Friends, last week we described a church, filled with spiritual amateurs, worshipping, singing, praying, and serving with all that they have and are. If the original meaning of the French word “amateur” meant something done simply for the love of it, we talked about a church worrying less about particular preferences and more about vibrant, exuberant, even outlandish expressions of love for Jesus.
This afternoon there will be two football games. One will be played in 40-degree weather, the other will open at around 32 degrees and it will get progressively colder. Inevitably, at some point during the game, the cameras will find people in t-shirts and no shirts, on their feet, cheering like the outcome of the game is directly connected to the decibel level of their cheers. We will look at them on the television and collectively say, “They are nuts!”
Meanwhile, we will allow the “chance “of rain to keep us from coming to worship.
But then there will be other gatherings – much smaller, located, not in freezing weather, but gathered in heated living rooms centered around big televisions. There will be cheers, moans, groans, couch cushions thrown in the air in celebration and thrown to the ground in disgust. The celebrations will be loud and exuberant.
In both cases, absolute strangers will be giving each other high fives and hugs in celebration for the teams both parties adore. Strangers will look at each other and shake their heads and share their tears when their teams lose.
Amateurs in love with a game and a team. Amateurs expressing their hopes and dreams simply because of their love for their teams. Amateurs, at a particular time and place, seeing themselves as an integral part of their team’s success or failure. Connected. Exuberant, Passionate. Living into their role as fans. Living into their part of the Eagle, Commanders, Chiefs, or Buffalo Bills body of believers.
Beloved Ones, we are no less a body, no less a family. Each of us have been gifts – spiritual gifts – gifts given, not for our glory, but for the building up of the church and God’s kingdom. Like with my mom’s puzzles, when you are not here, when we are not experiencing the faithful expression of your spiritual gift, then the picture of who we are or who we could be is incomplete.

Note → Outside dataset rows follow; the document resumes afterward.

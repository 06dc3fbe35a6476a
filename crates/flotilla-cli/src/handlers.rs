//! Command handlers.

use crate::bus::LoggingEventBus;
use crate::commands::OutputFormat;
use crate::config::FlotillaConfig;
use anyhow::{Context, bail};
use console::style;
use flotilla_core::events::{Event, EventEmitter};
use flotilla_core::ports::{EventBus, Prober};
use flotilla_core::task::{TaskSnapshot, TaskSpec, TaskStatus};
use flotilla_core::workflow::{WorkflowReport, WorkflowSpec, WorkflowStatus};
use flotilla_nats::NatsEventBus;
use flotilla_runner::ExecutionLayer;
use flotilla_scheduler::Orchestrator;
use serde_json::{Value, json};
use std::fmt::Write as _;
use std::path::Path;
use std::sync::Arc;
use std::time::Duration;
use tokio::task::JoinHandle;
use tracing::{info, warn};

/// Arguments of the `task` command.
#[derive(Debug, Clone)]
pub struct TaskRequest {
    pub capability: String,
    pub payload: String,
    pub priority: i32,
    pub timeout_secs: u64,
    pub retries: u32,
    pub queue: bool,
}

impl TaskRequest {
    pub fn to_spec(&self) -> TaskSpec {
        let payload = serde_json::from_str(&self.payload)
            .unwrap_or_else(|_| Value::String(self.payload.clone()));
        let spec = TaskSpec::new(&self.capability, payload)
            .with_priority(self.priority)
            .with_timeout(Duration::from_secs(self.timeout_secs))
            .with_max_retries(self.retries);
        if self.queue { spec.queued() } else { spec }
    }
}

/// A running orchestrator with its execution layer and event forwarding.
struct Runtime {
    orchestrator: Orchestrator,
    layer: Arc<ExecutionLayer>,
    nats: Option<NatsEventBus>,
    forwarder: JoinHandle<()>,
}

impl Runtime {
    async fn boot(config: &FlotillaConfig) -> anyhow::Result<Self> {
        let nats = match &config.nats {
            Some(nats) => Some(
                NatsEventBus::connect_with_config(nats.clone())
                    .await
                    .context("Failed to connect to NATS")?,
            ),
            None => None,
        };
        let bus: Arc<dyn EventBus> = match &nats {
            Some(nats) => Arc::new(nats.clone()),
            None => Arc::new(LoggingEventBus::new()),
        };
        let (events, forwarder) = EventEmitter::forward_to(bus);

        let layer = Arc::new(ExecutionLayer::new(config.execution.clone(), events.clone()));
        let orchestrator = Orchestrator::new(
            config.scheduler.clone(),
            layer.clone(),
            layer.clone(),
            events,
        )?;
        for agent in &config.agents {
            orchestrator
                .register_agent(agent.clone())
                .with_context(|| format!("Failed to register agent {}", agent.id))?;
        }
        orchestrator.start();

        Ok(Self {
            orchestrator,
            layer,
            nats,
            forwarder,
        })
    }

    async fn stop(self) {
        self.orchestrator.shutdown().await;
        self.layer.shutdown().await;
        drop(self.orchestrator);
        drop(self.layer);

        // The forwarder ends once every emitter is gone.
        if tokio::time::timeout(Duration::from_secs(2), self.forwarder)
            .await
            .is_err()
        {
            warn!("Event forwarder did not drain in time");
        }
        if let Some(nats) = self.nats {
            let _ = nats.shutdown().await;
        }
    }
}

/// Validate a configuration file.
pub fn validate(path: &Path) -> anyhow::Result<()> {
    let config = FlotillaConfig::load(path)?;

    println!(
        "{} Configuration {} is valid",
        style("✓").green(),
        style(path.display()).bold()
    );
    println!("  Agents: {}", config.agents.len());
    for agent in &config.agents {
        println!(
            "    - {} ({}, {} slots)",
            agent.id, agent.transport, agent.max_concurrent
        );
    }
    println!("  Routing rules: {}", config.scheduler.router.rules.len());
    match &config.nats {
        Some(nats) => println!("  Events: NATS {}", nats.urls.join(",")),
        None => println!("  Events: log"),
    }
    Ok(())
}

/// List agents, optionally probing each once.
pub async fn agents(path: &Path, probe: bool, output: OutputFormat) -> anyhow::Result<()> {
    let config = FlotillaConfig::load(path)?;

    let mut probes: Vec<Option<Result<(), String>>> = vec![None; config.agents.len()];
    if probe {
        let layer = ExecutionLayer::new(config.execution.clone(), EventEmitter::disabled());
        let timeout = config.scheduler.health.probe_timeout();
        for (slot, agent) in probes.iter_mut().zip(&config.agents) {
            let result = match tokio::time::timeout(timeout, layer.probe(agent)).await {
                Ok(Ok(())) => Ok(()),
                Ok(Err(e)) => Err(e.to_string()),
                Err(_) => Err(format!("timed out after {}ms", timeout.as_millis())),
            };
            *slot = Some(result);
        }
        layer.shutdown().await;
    }

    match output {
        OutputFormat::Json => {
            let rows: Vec<Value> = config
                .agents
                .iter()
                .zip(&probes)
                .map(|(agent, probe)| {
                    let probe = probe.as_ref().map(|result| match result {
                        Ok(()) => json!({ "ok": true }),
                        Err(e) => json!({ "ok": false, "error": e }),
                    });
                    json!({
                        "id": agent.id,
                        "transport": agent.transport,
                        "endpoint": agent.endpoint,
                        "capabilities": agent.capabilities,
                        "max_concurrent": agent.max_concurrent,
                        "priority_weight": agent.priority_weight,
                        "probe": probe,
                    })
                })
                .collect();
            println!("{}", serde_json::to_string_pretty(&rows)?);
        }
        OutputFormat::Table => {
            if config.agents.is_empty() {
                println!("{} No agents configured", style("i").blue());
            }
            for (agent, probe) in config.agents.iter().zip(&probes) {
                let marker = match probe {
                    None => style("-").dim(),
                    Some(Ok(())) => style("✓").green(),
                    Some(Err(_)) => style("✗").red(),
                };
                let capabilities: Vec<&str> =
                    agent.capabilities.iter().map(String::as_str).collect();
                println!(
                    "{} {} {} {} [{}] slots={} weight={}",
                    marker,
                    style(&agent.id).bold(),
                    agent.transport,
                    agent.endpoint,
                    capabilities.join(", "),
                    agent.max_concurrent,
                    agent.priority_weight
                );
                if let Some(Err(e)) = probe {
                    println!("    {}", style(e).red());
                }
            }
        }
    }
    Ok(())
}

/// Run the orchestrator until Ctrl+C.
pub async fn serve(path: &Path) -> anyhow::Result<()> {
    let config = FlotillaConfig::load(path)?;
    let runtime = Runtime::boot(&config).await?;
    info!(agents = config.agents.len(), "Flotilla is serving; press Ctrl+C to stop");

    tokio::signal::ctrl_c()
        .await
        .context("Failed to listen for Ctrl+C")?;
    runtime.stop().await;
    Ok(())
}

/// Submit one task and wait for its outcome.
pub async fn run_task(path: &Path, request: TaskRequest, output: OutputFormat) -> anyhow::Result<()> {
    let config = FlotillaConfig::load(path)?;
    let runtime = Runtime::boot(&config).await?;

    let outcome: flotilla_core::Result<TaskSnapshot> = async {
        let id = runtime.orchestrator.submit_task(request.to_spec())?;
        runtime.orchestrator.wait_for_task(id).await
    }
    .await;
    runtime.stop().await;

    let snapshot = outcome?;
    match output {
        OutputFormat::Json => println!("{}", serde_json::to_string_pretty(&snapshot)?),
        OutputFormat::Table => print!("{}", render_task(&snapshot)),
    }
    if snapshot.status != TaskStatus::Completed {
        bail!("task {} ended {}", snapshot.id, snapshot.status);
    }
    Ok(())
}

/// Run a workflow file and wait for the run to settle.
pub async fn run_workflow(path: &Path, workflow: &Path, output: OutputFormat) -> anyhow::Result<()> {
    let config = FlotillaConfig::load(path)?;
    let content = std::fs::read_to_string(workflow)
        .with_context(|| format!("Failed to read {}", workflow.display()))?;
    let spec: WorkflowSpec = serde_yaml::from_str(&content)
        .with_context(|| format!("Failed to parse {}", workflow.display()))?;

    let runtime = Runtime::boot(&config).await?;
    let outcome: flotilla_core::Result<WorkflowReport> = async {
        let run_id = runtime.orchestrator.submit_workflow(spec)?;
        runtime.orchestrator.wait_for_workflow(run_id).await
    }
    .await;
    runtime.stop().await;

    let report = outcome?;
    match output {
        OutputFormat::Json => println!("{}", serde_json::to_string_pretty(&report)?),
        OutputFormat::Table => print!("{}", render_report(&report)),
    }
    if report.status != WorkflowStatus::Completed {
        bail!("workflow {} ended {}", report.name, report.status);
    }
    Ok(())
}

/// Print the JSON schema of the event enum.
pub fn schema() -> anyhow::Result<()> {
    let schema = schemars::schema_for!(Event);
    println!("{}", serde_json::to_string_pretty(&schema)?);
    Ok(())
}

fn status_marker(status: TaskStatus) -> console::StyledObject<&'static str> {
    match status {
        TaskStatus::Completed => style("✓").green(),
        TaskStatus::Failed => style("✗").red(),
        TaskStatus::Cancelled => style("○").yellow(),
        _ => style("…").dim(),
    }
}

fn render_task(snapshot: &TaskSnapshot) -> String {
    let mut out = String::new();
    let _ = writeln!(
        out,
        "{} {} {}",
        status_marker(snapshot.status),
        style(snapshot.id).bold(),
        snapshot.status
    );
    if let Some(agent) = &snapshot.agent {
        let _ = writeln!(out, "  agent: {}", agent);
    }
    if let Some(output) = &snapshot.output {
        let _ = writeln!(
            out,
            "  {} after {} attempt(s), {}ms",
            output.status, output.attempts, output.duration_ms
        );
        if !output.output.is_empty() {
            let _ = writeln!(out, "{}", output.output.trim_end());
        }
    }
    if let Some(failure) = &snapshot.failure {
        let _ = writeln!(out, "  error: {}", style(&failure.message).red());
    }
    out
}

fn render_report(report: &WorkflowReport) -> String {
    let mut out = String::new();
    let _ = writeln!(
        out,
        "Workflow {} ({}): {}",
        style(&report.name).bold(),
        report.run_id,
        report.status
    );
    for (node, entry) in &report.nodes {
        let _ = write!(out, "  {} {} {}", status_marker(entry.status), node, entry.status);
        if report.skipped_nodes.contains(node) {
            let _ = write!(out, " (skipped)");
        }
        if let Some(failure) = &entry.failure
            && !report.skipped_nodes.contains(node)
        {
            let _ = write!(out, ": {}", failure.message);
        }
        let _ = writeln!(out);
    }
    out
}

#[cfg(test)]
mod tests {
    use super::*;
    use flotilla_core::ids::{NodeId, RunId};
    use flotilla_core::task::TaskFailure;
    use flotilla_core::workflow::NodeReport;
    use pretty_assertions::assert_eq;

    fn request(payload: &str) -> TaskRequest {
        TaskRequest {
            capability: "testing".to_string(),
            payload: payload.to_string(),
            priority: -1,
            timeout_secs: 30,
            retries: 2,
            queue: true,
        }
    }

    #[test]
    fn test_plain_payload_becomes_string() {
        let spec = request("cargo test --workspace").to_spec();
        assert_eq!(spec.payload, json!("cargo test --workspace"));
        assert_eq!(spec.priority, -1);
        assert_eq!(spec.timeout(), Duration::from_secs(30));
        assert_eq!(spec.max_retries, 2);
        assert_eq!(spec.on_saturation, flotilla_core::task::SaturationPolicy::Queue);
    }

    #[test]
    fn test_json_payload_is_parsed() {
        let spec = request(r#"{"command": "make check"}"#).to_spec();
        assert_eq!(spec.payload["command"], "make check");
    }

    #[test]
    fn test_report_marks_skipped_nodes() {
        let node = |status, failure| NodeReport {
            status,
            task_id: None,
            failure,
        };
        let report = WorkflowReport {
            run_id: RunId::new(),
            name: "release".to_string(),
            status: WorkflowStatus::Failed,
            nodes: [
                (
                    NodeId::new("build"),
                    node(
                        TaskStatus::Failed,
                        Some(TaskFailure::new(
                            flotilla_core::task::FailureKind::RemoteFailure,
                            "agent reported exit code 2",
                        )),
                    ),
                ),
                (
                    NodeId::new("deploy"),
                    node(TaskStatus::Failed, Some(TaskFailure::upstream_failed())),
                ),
            ]
            .into_iter()
            .collect(),
            failed_nodes: vec![NodeId::new("build")],
            skipped_nodes: vec![NodeId::new("deploy")],
            cancelled_nodes: vec![],
            started_at: chrono::Utc::now(),
            completed_at: Some(chrono::Utc::now()),
        };

        let rendered = render_report(&report);
        assert!(rendered.contains("exit code 2"));
        assert!(rendered.contains("deploy failed (skipped)"));
        assert!(!rendered.contains("upstream dependency failed"));
    }
}
//! Error types for Flotilla.

use thiserror::Error;

#[derive(Debug, Clone, Error)]
pub enum Error {
    // Routing errors
    #[error("No capable agent for capability '{capability}': {reason}")]
    NoCapableAgent { capability: String, reason: String },

    #[error("No capacity for capability '{capability}': all capable agents are saturated")]
    NoCapacity { capability: String },

    // Execution errors
    #[error("Transport error on attempt {attempt}: {message}")]
    Transport { attempt: u32, message: String },

    #[error("Attempt {attempt} timed out after {timeout_ms}ms")]
    Timeout { attempt: u32, timeout_ms: u64 },

    #[error("Cancelled: {reason}")]
    Cancelled { reason: String },

    // Registry errors
    #[error("Agent already registered: {0}")]
    DuplicateAgent(String),

    #[error("Agent not found: {0}")]
    AgentNotFound(String),

    #[error("Agent {id} has {in_flight} in-flight dispatches")]
    AgentBusy { id: String, in_flight: usize },

    #[error("Invalid agent descriptor: {0}")]
    InvalidDescriptor(String),

    // Task and workflow errors
    #[error("Task not found: {0}")]
    TaskNotFound(String),

    #[error("Workflow run not found: {0}")]
    RunNotFound(String),

    #[error("Invalid workflow: {0}")]
    InvalidWorkflow(String),

    #[error("Invalid task payload: {0}")]
    InvalidPayload(String),

    // Infrastructure errors
    #[error("Event bus error: {0}")]
    EventBus(String),

    #[error("Serialization error: {0}")]
    Serialization(String),

    #[error("IO error: {0}")]
    Io(String),

    #[error("Configuration error: {0}")]
    Config(String),

    #[error("Internal error: {0}")]
    Internal(String),
}

impl Error {
    /// Whether the execution layer may retry after this error.
    pub fn is_transient(&self) -> bool {
        matches!(self, Error::Transport { .. } | Error::Timeout { .. })
    }

    /// Attempt number recorded on execution errors.
    pub fn attempt(&self) -> Option<u32> {
        match self {
            Error::Transport { attempt, .. } | Error::Timeout { attempt, .. } => Some(*attempt),
            _ => None,
        }
    }
}

pub type Result<T> = std::result::Result<T, Error>;

impl From<serde_json::Error> for Error {
    fn from(err: serde_json::Error) -> Self {
        Error::Serialization(err.to_string())
    }
}

impl From<std::io::Error> for Error {
    fn from(err: std::io::Error) -> Self {
        Error::Io(err.to_string())
    }
}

Each of you has gifts and abilities that are critical to this church family living into its full picture. Each of you has been given spiritual gifts by God through the Holy Spirit. Let’s also be clear about this. Yes, we collectively have personal gifts and abilities, spiritual gifts given to us by God, but we also need to be attentive to our spiritual reservoirs and take breaks when we need them. Jesus routinely left the ongoing active ministry to go off into the wilderness to pray, study, and refresh. But Jesus always came back. Jesus always re-engaged. Sometimes we want to take our spiritual breaks and turn them into lifestyles.
Each of us also has passions and a variety of ways that we show what is important to us. But we are, together, united at our collective heart as spiritual amateurs, each of us in love with the same thing – Jesus Christ.
We need each other. We need you here – a physical, tangible, huggable member of this church family. We need you here, living into and expressing that spiritual gift that makes each of you a critical member of this church family, of this church body.
We need stakeholders, not spectators; we need family members and participants, not absentee loved ones. We need YOU in all of your giftedness and glory to make this church body complete. We are the body of Christ, one in Him, full of love for Jesus and one another. What a picture that would be for the world! Amen.